WHAT YOU WILL DO: Report each line of the records below that uses the word "busy".

───

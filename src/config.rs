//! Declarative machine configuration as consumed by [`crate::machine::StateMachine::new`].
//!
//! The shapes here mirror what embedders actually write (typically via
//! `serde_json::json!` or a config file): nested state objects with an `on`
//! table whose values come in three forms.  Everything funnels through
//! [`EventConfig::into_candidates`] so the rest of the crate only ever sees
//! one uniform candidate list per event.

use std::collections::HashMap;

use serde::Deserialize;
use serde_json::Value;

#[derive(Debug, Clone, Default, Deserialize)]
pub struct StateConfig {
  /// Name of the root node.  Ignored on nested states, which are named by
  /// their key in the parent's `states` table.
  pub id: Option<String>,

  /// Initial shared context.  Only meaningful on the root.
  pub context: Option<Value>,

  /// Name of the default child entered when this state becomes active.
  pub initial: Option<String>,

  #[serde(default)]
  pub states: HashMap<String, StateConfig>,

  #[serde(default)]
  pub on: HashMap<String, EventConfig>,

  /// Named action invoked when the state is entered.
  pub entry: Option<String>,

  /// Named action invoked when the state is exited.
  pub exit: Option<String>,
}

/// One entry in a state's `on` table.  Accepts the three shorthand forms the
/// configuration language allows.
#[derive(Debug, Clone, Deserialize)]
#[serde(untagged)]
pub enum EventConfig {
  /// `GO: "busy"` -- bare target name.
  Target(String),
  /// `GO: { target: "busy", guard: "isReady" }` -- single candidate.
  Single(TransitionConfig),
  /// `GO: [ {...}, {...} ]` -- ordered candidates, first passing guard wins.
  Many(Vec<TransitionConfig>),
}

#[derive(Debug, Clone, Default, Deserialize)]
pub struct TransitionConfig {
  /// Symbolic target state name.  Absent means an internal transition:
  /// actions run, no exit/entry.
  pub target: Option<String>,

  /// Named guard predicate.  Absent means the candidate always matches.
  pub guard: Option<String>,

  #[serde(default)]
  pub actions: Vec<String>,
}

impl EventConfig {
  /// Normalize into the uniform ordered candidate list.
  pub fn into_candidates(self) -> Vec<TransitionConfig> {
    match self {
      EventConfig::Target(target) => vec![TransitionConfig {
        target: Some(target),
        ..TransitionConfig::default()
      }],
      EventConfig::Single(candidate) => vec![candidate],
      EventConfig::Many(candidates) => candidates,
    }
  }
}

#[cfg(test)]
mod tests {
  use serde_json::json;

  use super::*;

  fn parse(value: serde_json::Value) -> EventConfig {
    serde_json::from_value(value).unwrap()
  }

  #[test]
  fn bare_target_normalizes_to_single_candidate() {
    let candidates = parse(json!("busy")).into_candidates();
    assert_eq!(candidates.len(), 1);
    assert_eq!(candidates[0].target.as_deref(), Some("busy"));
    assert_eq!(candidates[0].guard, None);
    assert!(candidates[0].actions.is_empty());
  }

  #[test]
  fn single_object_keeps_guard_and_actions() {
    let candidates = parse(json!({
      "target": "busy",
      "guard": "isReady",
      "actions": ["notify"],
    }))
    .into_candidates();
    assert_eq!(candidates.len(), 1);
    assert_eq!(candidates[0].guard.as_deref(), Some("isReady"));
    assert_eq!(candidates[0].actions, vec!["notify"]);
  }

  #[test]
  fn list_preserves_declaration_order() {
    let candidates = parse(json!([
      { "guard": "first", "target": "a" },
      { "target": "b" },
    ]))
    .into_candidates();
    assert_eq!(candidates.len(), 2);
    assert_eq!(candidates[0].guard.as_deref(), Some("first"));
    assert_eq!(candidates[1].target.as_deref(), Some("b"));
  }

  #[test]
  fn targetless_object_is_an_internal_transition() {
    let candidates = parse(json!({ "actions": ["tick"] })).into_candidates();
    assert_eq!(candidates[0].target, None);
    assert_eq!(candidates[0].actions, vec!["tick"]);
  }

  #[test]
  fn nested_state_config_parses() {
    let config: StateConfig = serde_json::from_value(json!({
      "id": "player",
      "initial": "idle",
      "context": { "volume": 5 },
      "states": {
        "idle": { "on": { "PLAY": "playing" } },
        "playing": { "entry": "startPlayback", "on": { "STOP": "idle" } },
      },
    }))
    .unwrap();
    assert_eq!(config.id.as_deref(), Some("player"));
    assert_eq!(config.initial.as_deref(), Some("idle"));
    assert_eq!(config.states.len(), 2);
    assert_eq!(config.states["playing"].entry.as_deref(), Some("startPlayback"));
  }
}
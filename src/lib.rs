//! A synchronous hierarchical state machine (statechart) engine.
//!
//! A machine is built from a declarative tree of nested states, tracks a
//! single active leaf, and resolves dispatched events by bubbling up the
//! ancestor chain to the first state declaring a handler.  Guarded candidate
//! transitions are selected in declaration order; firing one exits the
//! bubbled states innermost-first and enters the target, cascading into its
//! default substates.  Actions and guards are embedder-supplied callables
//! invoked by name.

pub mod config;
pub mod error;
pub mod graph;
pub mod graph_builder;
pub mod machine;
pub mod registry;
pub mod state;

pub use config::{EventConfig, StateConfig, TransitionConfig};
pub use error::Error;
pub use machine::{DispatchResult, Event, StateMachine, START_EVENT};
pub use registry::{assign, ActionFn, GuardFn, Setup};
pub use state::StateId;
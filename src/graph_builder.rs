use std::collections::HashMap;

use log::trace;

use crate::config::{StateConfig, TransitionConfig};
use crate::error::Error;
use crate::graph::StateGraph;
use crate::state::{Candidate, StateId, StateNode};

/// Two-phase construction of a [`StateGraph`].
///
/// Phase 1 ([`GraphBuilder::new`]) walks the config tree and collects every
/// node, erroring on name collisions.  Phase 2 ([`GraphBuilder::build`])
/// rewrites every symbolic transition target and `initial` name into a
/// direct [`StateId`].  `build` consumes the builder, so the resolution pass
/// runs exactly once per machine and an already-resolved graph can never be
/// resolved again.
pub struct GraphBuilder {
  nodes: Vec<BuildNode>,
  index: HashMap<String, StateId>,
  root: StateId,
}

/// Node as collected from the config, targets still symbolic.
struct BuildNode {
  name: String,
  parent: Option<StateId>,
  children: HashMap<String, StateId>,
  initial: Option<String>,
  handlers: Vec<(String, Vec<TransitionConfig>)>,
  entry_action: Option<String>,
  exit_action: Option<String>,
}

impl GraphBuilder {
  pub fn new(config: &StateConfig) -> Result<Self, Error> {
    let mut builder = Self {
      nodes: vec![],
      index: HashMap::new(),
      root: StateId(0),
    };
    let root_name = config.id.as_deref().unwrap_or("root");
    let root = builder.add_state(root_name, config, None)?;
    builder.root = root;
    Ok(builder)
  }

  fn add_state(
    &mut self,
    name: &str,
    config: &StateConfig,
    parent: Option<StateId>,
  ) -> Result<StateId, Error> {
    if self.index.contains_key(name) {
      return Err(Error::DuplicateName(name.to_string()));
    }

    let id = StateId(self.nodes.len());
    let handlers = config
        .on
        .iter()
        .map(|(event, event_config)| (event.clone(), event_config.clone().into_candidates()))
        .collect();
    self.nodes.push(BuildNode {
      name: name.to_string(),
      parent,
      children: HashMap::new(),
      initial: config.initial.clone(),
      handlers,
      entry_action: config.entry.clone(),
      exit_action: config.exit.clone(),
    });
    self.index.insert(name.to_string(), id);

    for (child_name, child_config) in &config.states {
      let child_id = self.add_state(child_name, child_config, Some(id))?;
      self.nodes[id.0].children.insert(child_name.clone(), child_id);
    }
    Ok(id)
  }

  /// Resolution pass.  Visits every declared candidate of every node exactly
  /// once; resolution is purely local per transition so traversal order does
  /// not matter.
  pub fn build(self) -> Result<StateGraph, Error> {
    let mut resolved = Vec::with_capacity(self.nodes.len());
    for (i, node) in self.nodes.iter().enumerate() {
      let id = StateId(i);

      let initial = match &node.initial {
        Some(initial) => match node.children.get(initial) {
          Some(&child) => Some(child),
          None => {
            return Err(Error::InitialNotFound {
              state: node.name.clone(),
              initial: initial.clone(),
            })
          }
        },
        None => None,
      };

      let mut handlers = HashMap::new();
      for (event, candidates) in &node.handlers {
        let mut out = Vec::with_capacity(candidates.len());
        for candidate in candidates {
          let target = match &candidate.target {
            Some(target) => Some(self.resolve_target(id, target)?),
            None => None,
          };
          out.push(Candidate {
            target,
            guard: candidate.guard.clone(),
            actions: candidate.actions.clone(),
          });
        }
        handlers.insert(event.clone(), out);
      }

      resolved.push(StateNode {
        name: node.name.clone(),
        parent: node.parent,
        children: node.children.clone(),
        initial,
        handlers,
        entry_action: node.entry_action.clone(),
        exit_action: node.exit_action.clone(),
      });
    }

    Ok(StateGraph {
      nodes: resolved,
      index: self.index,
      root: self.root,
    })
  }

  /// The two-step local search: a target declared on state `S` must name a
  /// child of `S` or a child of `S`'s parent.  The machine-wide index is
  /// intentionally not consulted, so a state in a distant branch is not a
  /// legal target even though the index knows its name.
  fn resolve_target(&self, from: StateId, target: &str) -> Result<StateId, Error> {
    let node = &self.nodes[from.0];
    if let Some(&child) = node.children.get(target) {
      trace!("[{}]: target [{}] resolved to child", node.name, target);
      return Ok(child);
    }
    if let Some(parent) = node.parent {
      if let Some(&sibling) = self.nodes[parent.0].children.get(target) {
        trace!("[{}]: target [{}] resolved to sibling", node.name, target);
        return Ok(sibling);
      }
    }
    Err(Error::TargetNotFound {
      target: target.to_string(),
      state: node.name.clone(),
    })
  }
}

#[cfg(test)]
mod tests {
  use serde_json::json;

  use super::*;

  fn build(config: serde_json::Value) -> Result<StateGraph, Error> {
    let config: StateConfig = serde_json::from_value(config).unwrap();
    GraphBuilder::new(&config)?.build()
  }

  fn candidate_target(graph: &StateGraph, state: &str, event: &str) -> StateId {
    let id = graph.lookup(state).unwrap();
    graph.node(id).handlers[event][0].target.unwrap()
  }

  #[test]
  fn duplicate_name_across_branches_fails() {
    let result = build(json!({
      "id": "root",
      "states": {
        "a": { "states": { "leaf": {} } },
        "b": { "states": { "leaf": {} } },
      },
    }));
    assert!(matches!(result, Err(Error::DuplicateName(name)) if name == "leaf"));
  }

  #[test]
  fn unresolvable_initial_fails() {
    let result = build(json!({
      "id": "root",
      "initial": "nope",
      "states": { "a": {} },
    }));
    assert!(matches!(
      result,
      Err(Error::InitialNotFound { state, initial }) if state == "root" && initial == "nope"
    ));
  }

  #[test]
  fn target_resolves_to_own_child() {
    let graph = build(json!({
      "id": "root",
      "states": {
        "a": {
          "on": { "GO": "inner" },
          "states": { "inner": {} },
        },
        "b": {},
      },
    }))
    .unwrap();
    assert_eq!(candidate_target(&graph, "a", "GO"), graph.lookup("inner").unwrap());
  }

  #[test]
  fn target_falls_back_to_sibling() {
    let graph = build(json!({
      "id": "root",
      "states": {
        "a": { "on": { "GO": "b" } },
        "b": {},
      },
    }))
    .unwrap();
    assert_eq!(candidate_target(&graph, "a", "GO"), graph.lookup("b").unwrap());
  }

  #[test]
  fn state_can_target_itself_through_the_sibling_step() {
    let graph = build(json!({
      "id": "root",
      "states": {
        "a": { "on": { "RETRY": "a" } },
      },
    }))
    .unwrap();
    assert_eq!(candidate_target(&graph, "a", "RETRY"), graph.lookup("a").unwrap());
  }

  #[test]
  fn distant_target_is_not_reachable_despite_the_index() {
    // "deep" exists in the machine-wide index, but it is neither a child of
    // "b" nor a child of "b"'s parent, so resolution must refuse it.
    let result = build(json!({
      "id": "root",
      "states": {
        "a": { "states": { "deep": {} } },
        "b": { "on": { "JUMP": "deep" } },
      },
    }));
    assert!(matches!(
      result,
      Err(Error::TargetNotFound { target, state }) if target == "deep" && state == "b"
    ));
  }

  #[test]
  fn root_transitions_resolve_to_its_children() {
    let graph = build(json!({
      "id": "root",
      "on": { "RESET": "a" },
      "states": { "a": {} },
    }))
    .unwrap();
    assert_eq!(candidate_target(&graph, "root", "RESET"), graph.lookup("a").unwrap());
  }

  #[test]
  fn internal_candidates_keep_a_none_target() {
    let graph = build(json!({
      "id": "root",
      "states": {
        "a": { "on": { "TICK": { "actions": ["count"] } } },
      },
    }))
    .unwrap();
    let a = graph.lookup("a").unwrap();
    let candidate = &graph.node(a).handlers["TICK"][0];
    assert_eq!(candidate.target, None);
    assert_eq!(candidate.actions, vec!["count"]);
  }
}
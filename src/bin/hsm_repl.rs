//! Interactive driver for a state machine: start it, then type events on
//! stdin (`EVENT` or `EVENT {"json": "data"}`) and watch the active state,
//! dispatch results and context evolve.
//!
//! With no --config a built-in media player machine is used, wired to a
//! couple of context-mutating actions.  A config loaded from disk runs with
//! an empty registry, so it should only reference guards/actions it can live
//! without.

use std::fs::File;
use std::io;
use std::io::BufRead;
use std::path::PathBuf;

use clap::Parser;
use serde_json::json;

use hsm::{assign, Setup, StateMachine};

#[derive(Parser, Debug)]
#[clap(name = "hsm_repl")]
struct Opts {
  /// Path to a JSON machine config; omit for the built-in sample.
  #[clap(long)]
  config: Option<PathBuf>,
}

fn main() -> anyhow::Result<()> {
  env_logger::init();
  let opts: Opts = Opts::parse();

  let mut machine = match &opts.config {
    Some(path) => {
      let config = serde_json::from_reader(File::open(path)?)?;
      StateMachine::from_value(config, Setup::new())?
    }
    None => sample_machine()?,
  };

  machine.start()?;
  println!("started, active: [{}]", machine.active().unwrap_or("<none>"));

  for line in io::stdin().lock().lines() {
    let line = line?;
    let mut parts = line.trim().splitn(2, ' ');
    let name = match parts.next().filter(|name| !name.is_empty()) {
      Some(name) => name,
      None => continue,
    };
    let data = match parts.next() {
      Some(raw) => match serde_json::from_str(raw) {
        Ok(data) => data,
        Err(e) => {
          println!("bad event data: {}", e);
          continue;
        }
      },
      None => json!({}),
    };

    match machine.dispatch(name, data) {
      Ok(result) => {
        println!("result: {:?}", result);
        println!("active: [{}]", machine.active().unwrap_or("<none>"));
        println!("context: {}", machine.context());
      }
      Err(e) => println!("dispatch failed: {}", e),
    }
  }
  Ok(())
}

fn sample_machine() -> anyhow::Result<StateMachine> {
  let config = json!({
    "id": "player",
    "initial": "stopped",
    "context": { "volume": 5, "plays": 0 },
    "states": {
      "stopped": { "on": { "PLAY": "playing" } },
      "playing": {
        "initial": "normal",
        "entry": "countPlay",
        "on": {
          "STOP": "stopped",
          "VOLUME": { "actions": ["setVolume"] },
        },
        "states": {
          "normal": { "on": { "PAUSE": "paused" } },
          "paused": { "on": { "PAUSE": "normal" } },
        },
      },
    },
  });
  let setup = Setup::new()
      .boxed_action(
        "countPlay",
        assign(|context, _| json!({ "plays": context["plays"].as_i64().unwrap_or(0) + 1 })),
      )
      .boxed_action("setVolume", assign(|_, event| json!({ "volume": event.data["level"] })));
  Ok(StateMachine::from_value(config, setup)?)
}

───

RESULT OF THE TASK:
  /// `GO: "busy"` -- bare target name.
  /// `GO: { target: "busy", guard: "isReady" }` -- single candidate.
    let candidates = parse(json!("busy")).into_candidates();
    assert_eq!(candidates[0].target.as_deref(), Some("busy"));
      "target": "busy",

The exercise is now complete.